Hawk shook his head. “Just two of us—and God knows how many of them. Plus, there’s Chanler and Will to think about.”
I returned to Chanler, my mind racing. Beneath the blackened lids Chanler’s eyes roamed the darkness. Encompassing us, the mute forest brooded, shrouded in winter white.
The gray land was deceptively still. It kept its secrets.
Something was following us.
That night I saw the yellow eyes for the first time. I attributed it to my fevered imagination, overheated by the conversation earlier in the day—a trick of the firelight, I thought. Perhaps the reflection off a moth’s wing or some shiny bit of fungus. The trees were festooned with all types of it. No sooner had I noticed them than they were gone. A moment later they returned, deep in the woods and this time farther to my left, hovering several feet above the ground, almond-shaped, glowing like twin beacons.
I grabbed Sergeant Hawk’s forearm—the doctor had already crawled into the tent to lie with Chanler—and pointed. By the time he turned to look, the eyes had vanished again.
“What is it, Will?” he whispered.
“Eyes,” I whispered back. “Over there.”
For an eternity we waited, barely drawing breath, scanning the dark, but they did not reappear.
The eyes retur
ned the following night. Warthrop saw them first, and rose silently to his feet, staring into the bush with a look of almost comical astonishment.
“Did you see that?” he asked us. “My eyes are probably playing tricks on me, but—”
“If it was eyes you saw, Will here saw them too—last night,” Hawk said. He slung his rifle around; he kept it on his person at all times, even when he slept.
“Look!” I said, raising my voice in excitement. “There they are again—over there!”
And gone again in the time it took Sergeant Hawk to whip the barrel round. He kept the stock against his shoulder and swung the weapon slowly back and forth.
“A bear?” wondered the doctor.
“A bear, could be,” breathed Hawk. “If he’s strolling about on his hind legs. Those eyes were near ten feet off the ground, Doctor.”

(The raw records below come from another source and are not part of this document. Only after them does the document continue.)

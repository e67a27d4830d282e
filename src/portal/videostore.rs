//! Videostores and their recorded lessons.
//!
//! Two page layouts exist: the current one served by the teaching portal and
//! the legacy one served by the e-learning host. Both list lessons on an index
//! page and describe each lesson (video link plus a table of details) on a
//! page of its own.

use std::collections::BTreeMap;
use std::path::{Path, PathBuf};

use chrono::NaiveDate;
use futures_util::{StreamExt, TryStreamExt, stream};
use serde::Deserialize;
use tracing::{debug, error, instrument};
use url::Url;

use super::file::{FileKind, RemoteFile};
use super::paths::root_location;
use super::{Cached, insert_keyed};
use crate::error::PortalError;
use crate::html::{AttrFilter, Element, find_element, find_elements};
use crate::session::Portal;
use crate::urls::PortalUrls;

/// Lines of the `tmpTitle` script variable holding the details table.
const TMP_TITLE_LINES: usize = 7;

/// Parameters the portal hands out to open a legacy videostore.
#[derive(Debug, Clone, PartialEq, Eq, Deserialize)]
pub struct LegacyParams {
    /// Signed user identifier.
    pub utente: String,
    /// Signature timestamp.
    pub data: String,
    /// Signature.
    pub token: String,
}

/// Where a videostore's lessons are published.
#[derive(Debug, Clone, PartialEq, Eq)]
pub enum VideostoreSource {
    /// Teaching portal, identified by the course code.
    Current {
        /// Course code.
        cor: String,
    },
    /// E-learning host.
    Legacy {
        /// Teaching assignment code.
        inc: String,
        /// Signed access parameters.
        params: LegacyParams,
    },
}

/// Details of a recorded lesson.
#[derive(Debug, Clone, PartialEq, Eq)]
pub struct LessonInfo {
    /// Lesson title.
    pub name: String,
    /// Recording date.
    pub date: NaiveDate,
    /// Topics covered.
    pub arguments: Vec<String>,
    /// Details table of the lesson page, keyed by lowercased label.
    pub details: BTreeMap<String, String>,
}

/// A course's collection of recorded lessons.
#[derive(Debug, Clone)]
pub struct Videostore {
    year: u16,
    category: String,
    name: String,
    source: VideostoreSource,
    lessons: Cached<RemoteFile>,
}

impl Videostore {
    /// Creates a videostore published on the teaching portal.
    #[must_use]
    pub fn current(
        year: u16,
        category: impl Into<String>,
        name: impl Into<String>,
        cor: impl Into<String>,
    ) -> Self {
        Self::with_source(year, category, name, VideostoreSource::Current { cor: cor.into() })
    }

    /// Creates a videostore published on the e-learning host.
    #[must_use]
    pub fn legacy(
        year: u16,
        category: impl Into<String>,
        name: impl Into<String>,
        inc: impl Into<String>,
        params: LegacyParams,
    ) -> Self {
        Self::with_source(
            year,
            category,
            name,
            VideostoreSource::Legacy {
                inc: inc.into(),
                params,
            },
        )
    }

    fn with_source(
        year: u16,
        category: impl Into<String>,
        name: impl Into<String>,
        source: VideostoreSource,
    ) -> Self {
        Self {
            year,
            category: category.into(),
            name: name.into(),
            source,
            lessons: Cached::default(),
        }
    }

    /// Academic year.
    #[must_use]
    pub fn year(&self) -> u16 {
        self.year
    }

    /// Category heading the videostore is listed under.
    #[must_use]
    pub fn category(&self) -> &str {
        &self.category
    }

    /// Course name.
    #[must_use]
    pub fn name(&self) -> &str {
        &self.name
    }

    /// Where the lessons are published.
    #[must_use]
    pub fn source(&self) -> &VideostoreSource {
        &self.source
    }

    /// Relative directory: `<year>/<name>`.
    #[must_use]
    pub fn location(&self) -> PathBuf {
        root_location(self.year, &self.name)
    }

    /// Lists the recorded lessons, fetching them on first use or when
    /// `force_update` is set. Lesson pages are fetched concurrently; the
    /// result keeps the index order.
    ///
    /// # Errors
    ///
    /// Returns [`PortalError::Parse`] when an index or lesson page lacks the
    /// expected structure, or any request error of the portal session.
    #[instrument(skip(self, portal), fields(videostore = %self.name))]
    pub async fn videolessons(
        &self,
        portal: &Portal,
        force_update: bool,
    ) -> Result<Vec<RemoteFile>, PortalError> {
        self.lessons
            .get_or_fetch(force_update, move || self.fetch_videolessons(portal))
            .await
    }

    async fn fetch_videolessons(&self, portal: &Portal) -> Result<Vec<RemoteFile>, PortalError> {
        let urls = portal.urls();
        let (layout, index_url) = match &self.source {
            VideostoreSource::Current { cor } => (Layout::Current, urls.videostore(cor)),
            VideostoreSource::Legacy { inc, params } => (
                Layout::Legacy,
                urls.legacy_videostore(inc, &params.utente, &params.data, &params.token),
            ),
        };

        let index = portal.get_page(index_url).await?;
        let entries = parse_lesson_index(&index.body, &index.url, layout, urls)?;
        debug!(count = entries.len(), "lessons listed");

        let location = self.location();
        let files: Vec<RemoteFile> = stream::iter(
            entries
                .into_iter()
                .map(|entry| fetch_lesson(portal, layout, entry, &location)),
        )
        .buffered(portal.lesson_fetch_concurrency())
        .try_collect()
        .await?;

        let mut lessons = Vec::with_capacity(files.len());
        for file in files {
            insert_keyed(&mut lessons, file, lesson_name);
        }
        Ok(lessons)
    }
}

fn lesson_name(file: &RemoteFile) -> &str {
    match file.kind() {
        FileKind::Lesson(info) => &info.name,
        FileKind::Document { .. } => file.name(),
    }
}

#[derive(Debug, Clone, Copy, PartialEq, Eq)]
enum Layout {
    Current,
    Legacy,
}

impl Layout {
    fn date_format(self) -> &'static str {
        match self {
            Self::Current => "%d/%m/%Y",
            Self::Legacy => "%Y-%m-%d",
        }
    }

    fn arguments_class(self) -> &'static str {
        match self {
            Self::Current => "argomentiEspansi",
            Self::Legacy => "argEspansi1",
        }
    }

    fn join(self, urls: &PortalUrls, href: &str) -> Result<Url, PortalError> {
        match self {
            Self::Current => urls.portal_page(href),
            Self::Legacy => urls.legacy_page(href),
        }
    }

    fn join_video(self, urls: &PortalUrls, href: &str) -> Result<Url, PortalError> {
        match self {
            Self::Current => urls.didattica_link(href),
            Self::Legacy => urls.legacy_page(href),
        }
    }
}

/// A lesson as listed on the index page.
#[derive(Debug, Clone, PartialEq, Eq)]
struct LessonEntry {
    name: String,
    date: NaiveDate,
    arguments: Vec<String>,
    page: Url,
}

fn parse_lesson_index(
    html: &str,
    page_url: &Url,
    layout: Layout,
    urls: &PortalUrls,
) -> Result<Vec<LessonEntry>, PortalError> {
    let (lessons, scope) = match layout {
        Layout::Current => (
            find_elements(html, "a", AttrFilter::Equals("style", "color:#003576;")),
            html.to_string(),
        ),
        Layout::Legacy => {
            let summary = find_element(html, "ul", AttrFilter::HasClass("lezioni"))
                .ok_or_else(|| PortalError::parse(page_url.as_str(), "no lesson list"))?;
            let lessons: Vec<Element> = find_elements(&summary.inner_html, "a", AttrFilter::Any)
                .into_iter()
                .filter(|link| !link.has_class("argoLink"))
                .collect();
            (lessons, summary.inner_html)
        }
    };
    let dates = find_elements(&scope, "span", AttrFilter::HasClass("small"));
    let arguments = find_elements(&scope, "li", AttrFilter::HasClass(layout.arguments_class()));

    lessons
        .iter()
        .zip(&dates)
        .zip(&arguments)
        .map(|((lesson, date), arguments)| {
            let href = lesson
                .attr("href")
                .ok_or_else(|| PortalError::parse(page_url.as_str(), "lesson link without href"))?;
            Ok(LessonEntry {
                name: lesson.text().trim().to_string(),
                date: parse_lesson_date(&date.text(), layout, page_url)?,
                arguments: find_elements(&arguments.inner_html, "a", AttrFilter::HasClass("argoLink"))
                    .iter()
                    .map(|argument| argument.text().trim().to_string())
                    .collect(),
                page: layout.join(urls, href)?,
            })
        })
        .collect()
}

/// Parses `"del <date>"`.
fn parse_lesson_date(text: &str, layout: Layout, page_url: &Url) -> Result<NaiveDate, PortalError> {
    let text = text.trim();
    let raw = text.strip_prefix("del").unwrap_or(text).trim();
    NaiveDate::parse_from_str(raw, layout.date_format()).map_err(|_| {
        PortalError::parse(page_url.as_str(), format!("invalid lesson date '{raw}'"))
    })
}

async fn fetch_lesson(
    portal: &Portal,
    layout: Layout,
    entry: LessonEntry,
    location: &Path,
) -> Result<RemoteFile, PortalError> {
    let page = portal.get_page(entry.page.clone()).await?;
    parse_lesson_page(&page.body, &page.url, layout, portal.urls(), entry, location)
}

fn parse_lesson_page(
    html: &str,
    page_url: &Url,
    layout: Layout,
    urls: &PortalUrls,
    entry: LessonEntry,
    location: &Path,
) -> Result<RemoteFile, PortalError> {
    let video = find_elements(html, "a", AttrFilter::Any)
        .into_iter()
        .find(|link| link.text().trim() == "Video")
        .and_then(|link| link.attr("href").map(str::to_string))
        .ok_or_else(|| PortalError::parse(page_url.as_str(), "no Video link"))?;
    let link = layout.join_video(urls, &video)?;

    let (details, filename) = match layout {
        Layout::Current => {
            let Some(markup) = find_elements(html, "script", AttrFilter::Any)
                .iter()
                .find_map(|script| tmp_title_markup(&script.inner_html))
            else {
                error!(url = %page_url, "no videolesson info found");
                return Err(PortalError::parse(page_url.as_str(), "no videolesson info"));
            };
            let details = detail_rows(&markup);
            let filename = details.get("file").cloned();
            (details, filename)
        }
        Layout::Legacy => match find_element(html, "div", AttrFilter::Equals("id", "tooltip1")) {
            Some(tooltip) => {
                let filename = find_element(&tooltip.inner_html, "td", AttrFilter::HasClass("value"))
                    .map(|cell| cell.text());
                (detail_rows(&tooltip.inner_html), filename)
            }
            None => (BTreeMap::new(), None),
        },
    };

    let filename = filename
        .map(|name| name.trim().to_string())
        .filter(|name| !name.is_empty())
        .unwrap_or_else(|| entry.name.clone());

    Ok(RemoteFile::new(
        filename,
        link,
        location.to_path_buf(),
        FileKind::Lesson(LessonInfo {
            name: entry.name,
            date: entry.date,
            arguments: entry.arguments,
            details,
        }),
    ))
}

/// Rebuilds the HTML held by the multi-line `tmpTitle` string variable.
fn tmp_title_markup(script: &str) -> Option<String> {
    let lines: Vec<&str> = script.lines().collect();
    let start = lines.iter().position(|line| line.contains("tmpTitle = "))?;
    let markup: String = lines[start..]
        .iter()
        .take(TMP_TITLE_LINES)
        .filter_map(|line| js_string_content(line))
        .collect();
    Some(markup.replace("\\'", "'").replace("\\\"", "\""))
}

/// Content between the first quote of a line and the last quote of the same kind.
fn js_string_content(line: &str) -> Option<&str> {
    let start = line.find(['\'', '"'])?;
    let quote = line[start..].chars().next()?;
    let end = line.rfind(quote)?;
    (end > start).then(|| &line[start + 1..end])
}

/// Two-cell table rows as `label -> value`.
fn detail_rows(html: &str) -> BTreeMap<String, String> {
    find_elements(html, "tr", AttrFilter::Any)
        .iter()
        .filter_map(|row| {
            let cells: Vec<Element> = find_elements(&row.inner_html, "td", AttrFilter::Any);
            match cells.as_slice() {
                [label, value] => Some((
                    label.text().trim().to_lowercase(),
                    value.text().trim().to_string(),
                )),
                _ => None,
            }
        })
        .collect()
}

The seconds spun out, turned to minutes. A strange gurgling sound commenced behind us, and the sergeant whirled around to face the tent. Warthrop pushed down the barrel of the rifle and snapped, “It’s Chanler,” and rushed through the opening. “Will Henry!” he called. “Bring me some light!”
Within, the doctor was leaning over his patient, while the man’s mouth opened and closed spasmodically, like a landed fish’s, with burbling deep in his throat. Warthrop rolled him onto his side and lightly patted him in the small of the back. The body convulsed, and greenish-yellow bile erupted from his open mouth, soaking the doctor’s shirt and trousers and filling the tent with an unearthly noxious odor. I pinched shut my nose and fought the urge to vomit. Warthrop wiped Chanler’s mouth with his filthy handkerchief, and then looked up at me.
“Some water, Will Henry.”
Chanler moaned, and Warthrop reacted as if he had sat up and said his name. The doctor’s face fairly glowed with elation.
“Is he waking up?” I asked.
“John!” Warthrop shouted. “John Chanler! Can you hear me?”
If he could, he gave no reply. He went limp. We waited, but he had left again. Wherever he had been, he had gone back.